*** Record set Section Begins ***

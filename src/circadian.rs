//! Circadian score aggregation
//!
//! Combines the nights of one frame into a 0-100 score from five components:
//! - Sleep Regularity Index (onset timing variance): 25%
//! - Sleep duration: 25%
//! - Sleep efficiency: 25%
//! - Compliance (nights with data out of 7): 15%
//! - Light exposure: 10%

use crate::config::OnsetClock;
use crate::quality::DurationBands;
use crate::types::{CircadianScore, Night, NIGHTS_PER_FRAME};

/// Minimum number of nights with data before a score is computed
pub const MIN_SCORED_NIGHTS: usize = 3;

const WEIGHT_SRI: f64 = 0.25;
const WEIGHT_DURATION: f64 = 0.25;
const WEIGHT_EFFICIENCY: f64 = 0.25;
const WEIGHT_COMPLIANCE: f64 = 0.15;
const WEIGHT_LIGHT: f64 = 0.10;

/// Duration bands for the 7-night average
pub const WINDOW_DURATION_BANDS: DurationBands = DurationBands {
    optimal: 100,
    near: 85,
    outside: 60,
};

/// Compute the circadian score of a frame.
///
/// Only nights flagged valid with a non-zero onset take part. With fewer than
/// [`MIN_SCORED_NIGHTS`] of them the zero record is returned.
pub fn circadian_score(nights: &[Night], clock: OnsetClock) -> CircadianScore {
    let scored: Vec<&Night> = nights.iter().filter(|n| n.has_data()).collect();
    if scored.len() < MIN_SCORED_NIGHTS {
        tracing::debug!(nights = scored.len(), "not enough nights for a circadian score");
        return CircadianScore::zero();
    }

    let sri = sleep_regularity(&scored, clock);

    let mean_hours = mean(scored.iter().map(|n| f64::from(n.duration))) / 60.0;
    let duration = WINDOW_DURATION_BANDS.score(mean_hours);

    // raw bytes may exceed 100; only the mean is capped
    let efficiency = mean(scored.iter().map(|n| f64::from(n.efficiency)))
        .round()
        .min(100.0) as u8;

    let compliance = (scored.len() as f64 / NIGHTS_PER_FRAME as f64 * 100.0).round() as u8;

    let light = (mean(scored.iter().map(|n| f64::from(n.light))) / 2.55).round() as u8;

    let cs = (sri * WEIGHT_SRI
        + f64::from(duration) * WEIGHT_DURATION
        + f64::from(efficiency) * WEIGHT_EFFICIENCY
        + f64::from(compliance) * WEIGHT_COMPLIANCE
        + f64::from(light) * WEIGHT_LIGHT)
        .round() as u8;

    tracing::debug!(cs, sri, nights = scored.len(), "computed circadian score");

    CircadianScore {
        cs,
        sri,
        duration,
        efficiency,
        compliance,
        light,
    }
}

/// Regularity of sleep onset: `clamp(100 - 10 * variance, 0, 100)` over the
/// onset hour of day.
///
/// Hours are compared linearly, so 23:50 and 00:10 count as almost a day apart.
fn sleep_regularity(nights: &[&Night], clock: OnsetClock) -> f64 {
    let hours: Vec<f64> = nights.iter().map(|n| clock.hour_of_day(n.onset)).collect();
    let mean_hour = mean(hours.iter().copied());
    let variance = mean(hours.iter().map(|h| (h - mean_hour).powi(2)));
    (100.0 - variance * 10.0).clamp(0.0, 100.0)
}

fn mean(values: impl Iterator<Item = f64>) -> f64 {
    let (sum, count) = values.fold((0.0, 0usize), |(sum, count), v| (sum + v, count + 1));
    if count == 0 {
        0.0
    } else {
        sum / count as f64
    }
}

#[cfg(test)]
mod tests {
    use super::*;
    use chrono::FixedOffset;
    use pretty_assertions::assert_eq;

    /// 2024-01-15T00:00:00Z
    const DAY0: u32 = 1_705_276_800;
    const DAY: u32 = 86_400;

    fn night_at(day: u32, hour: f64, duration: u16, efficiency: u8, light: u8) -> Night {
        let onset = DAY0 + day * DAY + (hour * 3600.0) as u32;
        Night {
            onset,
            offset: onset + u32::from(duration) * 60,
            duration,
            efficiency,
            waso: 15,
            awakenings: 1,
            light,
            valid: 1,
        }
    }

    fn regular_week() -> [Night; NIGHTS_PER_FRAME] {
        [
            night_at(0, 23.0, 480, 90, 255),
            night_at(1, 23.0, 480, 90, 255),
            night_at(2, 23.0, 480, 90, 255),
            night_at(3, 23.0, 480, 90, 255),
            night_at(4, 23.0, 480, 90, 255),
            night_at(5, 23.0, 480, 90, 255),
            night_at(6, 23.0, 480, 90, 255),
        ]
    }

    #[test]
    fn test_perfectly_regular_week() {
        let score = circadian_score(&regular_week(), OnsetClock::Utc);
        assert_eq!(
            score,
            CircadianScore {
                // 25 + 25 + 22.5 + 15 + 10 = 97.5
                cs: 98,
                sri: 100.0,
                duration: 100,
                efficiency: 90,
                compliance: 100,
                light: 100,
            }
        );
    }

    #[test]
    fn test_fewer_than_three_nights_is_zero() {
        let mut nights = regular_week();
        for night in nights.iter_mut().skip(2) {
            night.valid = 0;
        }
        assert_eq!(circadian_score(&nights, OnsetClock::Utc), CircadianScore::zero());

        nights[1].valid = 0;
        assert_eq!(circadian_score(&nights, OnsetClock::Utc), CircadianScore::zero());

        nights[0].valid = 0;
        assert_eq!(circadian_score(&nights, OnsetClock::Utc), CircadianScore::zero());
    }

    #[test]
    fn test_zero_onset_excluded() {
        let mut nights = regular_week();
        for night in nights.iter_mut().skip(3) {
            night.valid = 0;
        }
        nights[2].onset = 0;
        assert_eq!(circadian_score(&nights, OnsetClock::Utc), CircadianScore::zero());
    }

    #[test]
    fn test_compliance_counts_against_seven() {
        let mut nights = regular_week();
        nights[5].valid = 0;
        nights[6].valid = 0;
        let score = circadian_score(&nights, OnsetClock::Utc);
        assert_eq!(score.compliance, 71);

        nights[4].valid = 0;
        nights[3].valid = 0;
        let score = circadian_score(&nights, OnsetClock::Utc);
        assert_eq!(score.compliance, 43);
    }

    #[test]
    fn test_sri_population_variance() {
        // onsets at 22:00, 23:00, 00:00 -> hours 22, 23, 0
        let nights = [
            night_at(0, 22.0, 480, 90, 0),
            night_at(1, 23.0, 480, 90, 0),
            night_at(3, 0.0, 480, 90, 0),
        ];
        let score = circadian_score(&nights, OnsetClock::Utc);
        // mean 15, variance (49 + 64 + 225) / 3 = 112.67 -> clamped to 0
        assert_eq!(score.sri, 0.0);

        let nights = [
            night_at(0, 22.5, 480, 90, 0),
            night_at(1, 23.0, 480, 90, 0),
            night_at(2, 23.5, 480, 90, 0),
        ];
        let score = circadian_score(&nights, OnsetClock::Utc);
        // mean 23, variance (0.25 + 0 + 0.25) / 3 = 1/6
        assert!((score.sri - (100.0 - 10.0 / 6.0)).abs() < 1e-9);
    }

    #[test]
    fn test_sri_depends_on_clock() {
        // 23:30, 23:50, 00:10 UTC straddle midnight; at +01:00 they do not
        let nights = [
            night_at(0, 23.5, 480, 90, 0),
            night_at(1, 23.0 + 50.0 / 60.0, 480, 90, 0),
            night_at(3, 10.0 / 60.0, 480, 90, 0),
        ];
        let utc = circadian_score(&nights, OnsetClock::Utc);
        assert_eq!(utc.sri, 0.0);

        let plus_one = OnsetClock::Fixed(FixedOffset::east_opt(3600).unwrap());
        let shifted = circadian_score(&nights, plus_one);
        assert!(shifted.sri > 99.0);
    }

    #[test]
    fn test_duration_bands_use_mean() {
        let nights = [
            night_at(0, 23.0, 360, 80, 0),
            night_at(1, 23.0, 400, 80, 0),
            night_at(2, 23.0, 410, 80, 0),
        ];
        // mean 390 min = 6.5h
        assert_eq!(circadian_score(&nights, OnsetClock::Utc).duration, 85);

        let nights = [
            night_at(0, 23.0, 300, 80, 0),
            night_at(1, 23.0, 300, 80, 0),
            night_at(2, 23.0, 300, 80, 0),
        ];
        assert_eq!(circadian_score(&nights, OnsetClock::Utc).duration, 60);

        let nights = [
            night_at(0, 23.0, 570, 80, 0),
            night_at(1, 23.0, 570, 80, 0),
            night_at(2, 23.0, 570, 80, 0),
        ];
        assert_eq!(circadian_score(&nights, OnsetClock::Utc).duration, 85);
    }

    #[test]
    fn test_efficiency_and_light_means() {
        let nights = [
            night_at(0, 23.0, 480, 80, 0),
            night_at(1, 23.0, 480, 85, 0),
            night_at(2, 23.0, 480, 86, 0),
        ];
        let score = circadian_score(&nights, OnsetClock::Utc);
        // 251 / 3 = 83.67
        assert_eq!(score.efficiency, 84);
        assert_eq!(score.light, 0);

        let nights = [
            night_at(0, 23.0, 480, 80, 128),
            night_at(1, 23.0, 480, 80, 128),
            night_at(2, 23.0, 480, 80, 128),
        ];
        // 128 / 2.55 = 50.2
        assert_eq!(circadian_score(&nights, OnsetClock::Utc).light, 50);
    }

    #[test]
    fn test_out_of_range_efficiency_caps_the_mean() {
        let nights = [
            night_at(0, 23.0, 480, 200, 0),
            night_at(1, 23.0, 480, 0, 0),
            night_at(2, 23.0, 480, 0, 0),
        ];
        // 200 / 3 = 66.67
        assert_eq!(circadian_score(&nights, OnsetClock::Utc).efficiency, 67);

        let nights = [
            night_at(0, 23.0, 480, 255, 0),
            night_at(1, 23.0, 480, 150, 0),
            night_at(2, 23.0, 480, 90, 0),
        ];
        assert_eq!(circadian_score(&nights, OnsetClock::Utc).efficiency, 100);
    }

    #[test]
    fn test_all_invalid_frame() {
        let nights = [Night::default(); NIGHTS_PER_FRAME];
        assert_eq!(circadian_score(&nights, OnsetClock::Utc), CircadianScore::zero());
    }
}
//! Per-night quality scoring
//!
//! Quality is a weighted blend of four sub-scores:
//! - 40% efficiency
//! - 30% duration (7-9h optimal)
//! - 20% awakenings (fewer is better)
//! - 10% WASO (lower is better)

use crate::config::utc_from_epoch;
use crate::types::{Night, NightMetrics, NightRecord};

const WEIGHT_EFFICIENCY: f64 = 0.40;
const WEIGHT_DURATION: f64 = 0.30;
const WEIGHT_AWAKENINGS: f64 = 0.20;
const WEIGHT_WASO: f64 = 0.10;

/// Plateau scores for the sleep duration bands
#[derive(Debug, Clone, Copy, PartialEq, Eq)]
pub struct DurationBands {
    /// Score for [7, 9] hours
    pub optimal: u8,
    /// Score for [6, 7) or (9, 10] hours
    pub near: u8,
    /// Score for anything else
    pub outside: u8,
}

/// Bands used by the per-night quality score
pub const NIGHT_DURATION_BANDS: DurationBands = DurationBands {
    optimal: 100,
    near: 80,
    outside: 60,
};

impl DurationBands {
    pub fn score(&self, hours: f64) -> u8 {
        if (7.0..=9.0).contains(&hours) {
            self.optimal
        } else if (6.0..7.0).contains(&hours) || (hours > 9.0 && hours <= 10.0) {
            self.near
        } else {
            self.outside
        }
    }
}

/// Quality score (0-100) for a single night.
///
/// Invalid nights score 0. Efficiency is capped at 100 since the decoder does
/// not range-check it. The weighted sum is rounded half away from zero.
pub fn quality(night: &Night) -> u8 {
    if !night.is_valid() {
        return 0;
    }

    let efficiency = f64::from(night.efficiency.min(100));
    let duration = f64::from(NIGHT_DURATION_BANDS.score(night.hours()));
    let awakenings = (100.0 - f64::from(night.awakenings) * 15.0).max(0.0);
    let waso = (100.0 - f64::from(night.waso) / 2.0).max(0.0);

    let score = efficiency * WEIGHT_EFFICIENCY
        + duration * WEIGHT_DURATION
        + awakenings * WEIGHT_AWAKENINGS
        + waso * WEIGHT_WASO;

    score.round().clamp(0.0, 100.0) as u8
}

/// Attach derived metrics to a night that has data
pub fn enrich(night: Night) -> NightRecord {
    if !night.has_data() {
        return NightRecord::NoData(night);
    }

    let metrics = NightMetrics {
        onset_time: utc_from_epoch(night.onset),
        offset_time: utc_from_epoch(night.offset),
        duration_hours: (night.hours() * 10.0).round() / 10.0,
        quality: quality(&night),
    };
    NightRecord::Scored { night, metrics }
}
//! Core types for the FESK sleep pipeline
//!
//! This module defines the data that flows through each stage: raw nights as
//! decoded from a frame, nights enriched with derived metrics, and the
//! 7-night circadian score.

use chrono::{DateTime, Utc};
use serde::{Deserialize, Serialize};

/// Number of nights carried by one frame
pub const NIGHTS_PER_FRAME: usize = 7;

/// Encoded width of one night record in bytes
pub const NIGHT_BYTES: usize = 16;

/// Encoded width of one frame in bytes
pub const FRAME_BYTES: usize = NIGHTS_PER_FRAME * NIGHT_BYTES;

/// One night of sleep as transmitted by the watch.
///
/// Position within the frame is the device-assigned slot, not calendar order.
#[derive(Debug, Clone, Copy, Default, PartialEq, Eq, Serialize, Deserialize)]
pub struct Night {
    /// Sleep onset (epoch seconds)
    pub onset: u32,
    /// Sleep offset (epoch seconds)
    pub offset: u32,
    /// Total sleep duration (minutes)
    pub duration: u16,
    /// Sleep efficiency (percent, not range-checked)
    pub efficiency: u8,
    /// Wake after sleep onset (minutes)
    pub waso: u16,
    /// Number of awakenings
    pub awakenings: u8,
    /// Raw light exposure (0-255)
    pub light: u8,
    /// Validity flag, 0 means the slot holds no data
    pub valid: u8,
}

impl Night {
    pub fn is_valid(&self) -> bool {
        self.valid != 0
    }

    /// A night contributes to scoring only when flagged valid and carrying an onset
    pub fn has_data(&self) -> bool {
        self.is_valid() && self.onset > 0
    }

    /// Duration in hours
    pub fn hours(&self) -> f64 {
        f64::from(self.duration) / 60.0
    }
}

/// Metrics derived from a night that has data
#[derive(Debug, Clone, PartialEq, Serialize, Deserialize)]
#[serde(rename_all = "camelCase")]
pub struct NightMetrics {
    pub onset_time: DateTime<Utc>,
    pub offset_time: DateTime<Utc>,
    /// Duration in hours, rounded to one decimal
    pub duration_hours: f64,
    /// Per-night quality score (0-100)
    pub quality: u8,
}

/// A decoded night, either empty or enriched with derived metrics
#[derive(Debug, Clone, PartialEq, Serialize, Deserialize)]
#[serde(untagged)]
pub enum NightRecord {
    Scored {
        #[serde(flatten)]
        night: Night,
        #[serde(flatten)]
        metrics: NightMetrics,
    },
    NoData(Night),
}

impl NightRecord {
    pub fn night(&self) -> &Night {
        match self {
            NightRecord::Scored { night, .. } => night,
            NightRecord::NoData(night) => night,
        }
    }

    pub fn metrics(&self) -> Option<&NightMetrics> {
        match self {
            NightRecord::Scored { metrics, .. } => Some(metrics),
            NightRecord::NoData(_) => None,
        }
    }

    /// Quality score, 0 for nights without data
    pub fn quality(&self) -> u8 {
        self.metrics().map_or(0, |m| m.quality)
    }
}

/// Aggregate 7-night circadian score and its components
#[derive(Debug, Clone, Default, PartialEq, Serialize, Deserialize)]
pub struct CircadianScore {
    /// Overall score (0-100)
    pub cs: u8,
    /// Sleep regularity index (0-100, unrounded)
    pub sri: f64,
    /// Duration component (0-100)
    pub duration: u8,
    /// Mean efficiency (0-100)
    pub efficiency: u8,
    /// Share of the 7-night window holding data (0-100)
    pub compliance: u8,
    /// Light exposure component (0-100)
    pub light: u8,
}

impl CircadianScore {
    /// The degenerate record returned when there is not enough data
    pub fn zero() -> Self {
        Self::default()
    }
}

/// A fully decoded and scored frame
#[derive(Debug, Clone, PartialEq, Serialize, Deserialize)]
#[serde(rename_all = "camelCase")]
pub struct ScoredFrame {
    pub nights: [NightRecord; NIGHTS_PER_FRAME],
    pub circadian_score: CircadianScore,
}

impl ScoredFrame {
    /// Nights that carry derived metrics, in slot order
    pub fn scored_nights(&self) -> impl Iterator<Item = (&Night, &NightMetrics)> {
        self.nights.iter().filter_map(|record| match record {
            NightRecord::Scored { night, metrics } => Some((night, metrics)),
            NightRecord::NoData(_) => None,
        })
    }

    /// The raw nights, in slot order
    pub fn raw_nights(&self) -> [Night; NIGHTS_PER_FRAME] {
        self.nights.clone().map(|record| *record.night())
    }
}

*** Record set Section Ends ***

:: To do ::
Using the entries above, give again each line from the one containing "and scored frame" through the last line, exactly and only those.

:: Task solution ::
/// A fully decoded and scored frame
#[derive(Debug, Clone, PartialEq, Serialize, Deserialize)]
#[serde(rename_all = "camelCase")]
pub struct ScoredFrame {
    pub nights: [NightRecord; NIGHTS_PER_FRAME],
    pub circadian_score: CircadianScore,
}

impl ScoredFrame {
    /// Nights that carry derived metrics, in slot order
    pub fn scored_nights(&self) -> impl Iterator<Item = (&Night, &NightMetrics)> {
        self.nights.iter().filter_map(|record| match record {
            NightRecord::Scored { night, metrics } => Some((night, metrics)),
            NightRecord::NoData(_) => None,
        })
    }

    /// The raw nights, in slot order
    pub fn raw_nights(&self) -> [Night; NIGHTS_PER_FRAME] {
        self.nights.clone().map(|record| *record.night())
    }
}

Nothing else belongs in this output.